TASK REQUIREMENTS
Return, exactly and in full, the lines of the records below starting at the one with "Image references stored" and ending at the one with "with a host.", and no other lines.

Data excerpts:
= = = =
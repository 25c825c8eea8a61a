//! Storage key rules for uploaded images.
//!
//! An upload produces two objects:
//!
//! ```text
//! {folder}/{YYYY}/{MM}/{uuid}{ext}        main variant
//! {folder}/{YYYY}/{MM}/{uuid}_thumb{ext}  thumbnail
//! ```
//!
//! The thumbnail key is always derivable from the main key by inserting
//! [`THUMBNAIL_SUFFIX`](crate::THUMBNAIL_SUFFIX) before the **first** `.` of
//! the whole key. Keys already in storage were written under this rule, so
//! it must not change to a last-dot rule. Folders containing a `.` are
//! rejected at upload time to keep the two forms in agreement.

use crate::THUMBNAIL_SUFFIX;
use crate::error::{Error, Result};
use std::collections::HashSet;
use time::OffsetDateTime;
use uuid::Uuid;

/// Derive the thumbnail key for a main image key.
///
/// A key without any `.` is returned unchanged.
pub fn thumbnail_key(key: &str) -> String {
    key.replacen('.', &format!("{THUMBNAIL_SUFFIX}."), 1)
}

/// Normalized public base URL (no trailing slash).
///
/// Image references stored in the database have the form `{base}/{key}`.
#[derive(Clone, Debug, PartialEq, Eq)]
pub struct PublicBaseUrl(String);

impl PublicBaseUrl {
    /// Parse a configured base URL. Must be an absolute http(s) URL with a host.
    pub fn parse(url: &str) -> Result<Self> {
        let trimmed = url.trim().trim_end_matches('/');
        let lower = trimmed.to_ascii_lowercase();
        let host = lower
            .strip_prefix("https://")
            .or_else(|| lower.strip_prefix("http://"));
        match host {
            Some(host) if !host.is_empty() => Ok(Self(trimmed.to_string())),
            _ => Err(Error::InvalidPublicUrl(format!(
                "expected an absolute http(s) URL, got '{url}'"
            ))),
        }
    }

    /// The base URL without trailing slash.
    pub fn as_str(&self) -> &str {
        &self.0
    }

    /// Public URL for a storage key.
    pub fn url_for(&self, key: &str) -> String {
        format!("{}/{}", self.0, key)
    }

    /// Recover the storage key from a public URL.
    ///
    /// Returns `None` when the URL is not served from this base, or when
    /// nothing is left after the base is stripped.
    pub fn key_for<'a>(&self, url: &'a str) -> Option<&'a str> {
        url.strip_prefix(self.0.as_str())
            .and_then(|rest| rest.strip_prefix('/'))
            .filter(|key| !key.is_empty())
    }
}

impl std::fmt::Display for PublicBaseUrl {
    fn fmt(&self, f: &mut std::fmt::Formatter<'_>) -> std::fmt::Result {
        f.write_str(&self.0)
    }
}

/// Build the set of storage keys referenced by a collection of image URLs.
///
/// Each recovered key contributes itself and its thumbnail key. URLs that
/// don't belong to `base` are skipped without error: an unknown reference
/// must never cause an in-use object to look orphaned.
pub fn collect_in_use_keys<I, S>(base: &PublicBaseUrl, urls: I) -> HashSet<String>
where
    I: IntoIterator<Item = S>,
    S: AsRef<str>,
{
    let mut keys = HashSet::new();
    for url in urls {
        let Some(key) = base.key_for(url.as_ref()) else {
            continue;
        };
        keys.insert(thumbnail_key(key));
        keys.insert(key.to_string());
    }
    keys
}

/// Validate an upload folder name.
///
/// Folders are `/`-separated segments of ASCII letters, digits, `-` and `_`.
/// A `.` anywhere would break thumbnail derivation, so it is rejected.
pub fn validate_folder(folder: &str) -> Result<()> {
    if folder.is_empty() {
        return Err(Error::InvalidFolder("folder cannot be empty".to_string()));
    }
    for segment in folder.split('/') {
        if segment.is_empty() {
            return Err(Error::InvalidFolder(format!(
                "'{folder}' contains an empty path segment"
            )));
        }
        if !segment
            .chars()
            .all(|c| c.is_ascii_alphanumeric() || c == '-' || c == '_')
        {
            return Err(Error::InvalidFolder(format!(
                "'{folder}' may only contain letters, digits, '-', '_' and '/'"
            )));
        }
    }
    Ok(())
}

/// Lowercased extension of a file name, including the leading dot.
pub fn file_extension(filename: &str) -> Result<String> {
    let name = filename.rsplit(['/', '\\']).next().unwrap_or(filename);
    match name.rfind('.') {
        Some(idx) if idx + 1 < name.len() => Ok(name[idx..].to_ascii_lowercase()),
        _ => Err(Error::InvalidFileName(format!(
            "'{filename}' has no file extension"
        ))),
    }
}

/// Storage keys for a newly uploaded image.
#[derive(Clone, Debug, PartialEq, Eq)]
pub struct UploadKeys {
    /// Key of the main (resized) variant.
    pub key: String,
    /// Key of the thumbnail variant.
    pub thumbnail_key: String,
}

impl UploadKeys {
    /// Generate keys for an upload into `folder` with extension `ext`.
    pub fn generate(folder: &str, ext: &str) -> Result<Self> {
        Self::generate_at(folder, ext, OffsetDateTime::now_utc(), Uuid::new_v4())
    }

    /// Generate keys for a fixed timestamp and id.
    pub fn generate_at(folder: &str, ext: &str, at: OffsetDateTime, id: Uuid) -> Result<Self> {
        validate_folder(folder)?;
        let dir = format!("{folder}/{:04}/{:02}", at.year(), u8::from(at.month()));
        Ok(Self {
            key: format!("{dir}/{id}{ext}"),
            thumbnail_key: format!("{dir}/{id}{THUMBNAIL_SUFFIX}{ext}"),
        })
    }
}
= = = =
RESULT FOR THIS TASK
/// Image references stored in the database have the form `{base}/{key}`.
#[derive(Clone, Debug, PartialEq, Eq)]
pub struct PublicBaseUrl(String);

impl PublicBaseUrl {
    /// Parse a configured base URL. Must be an absolute http(s) URL with a host.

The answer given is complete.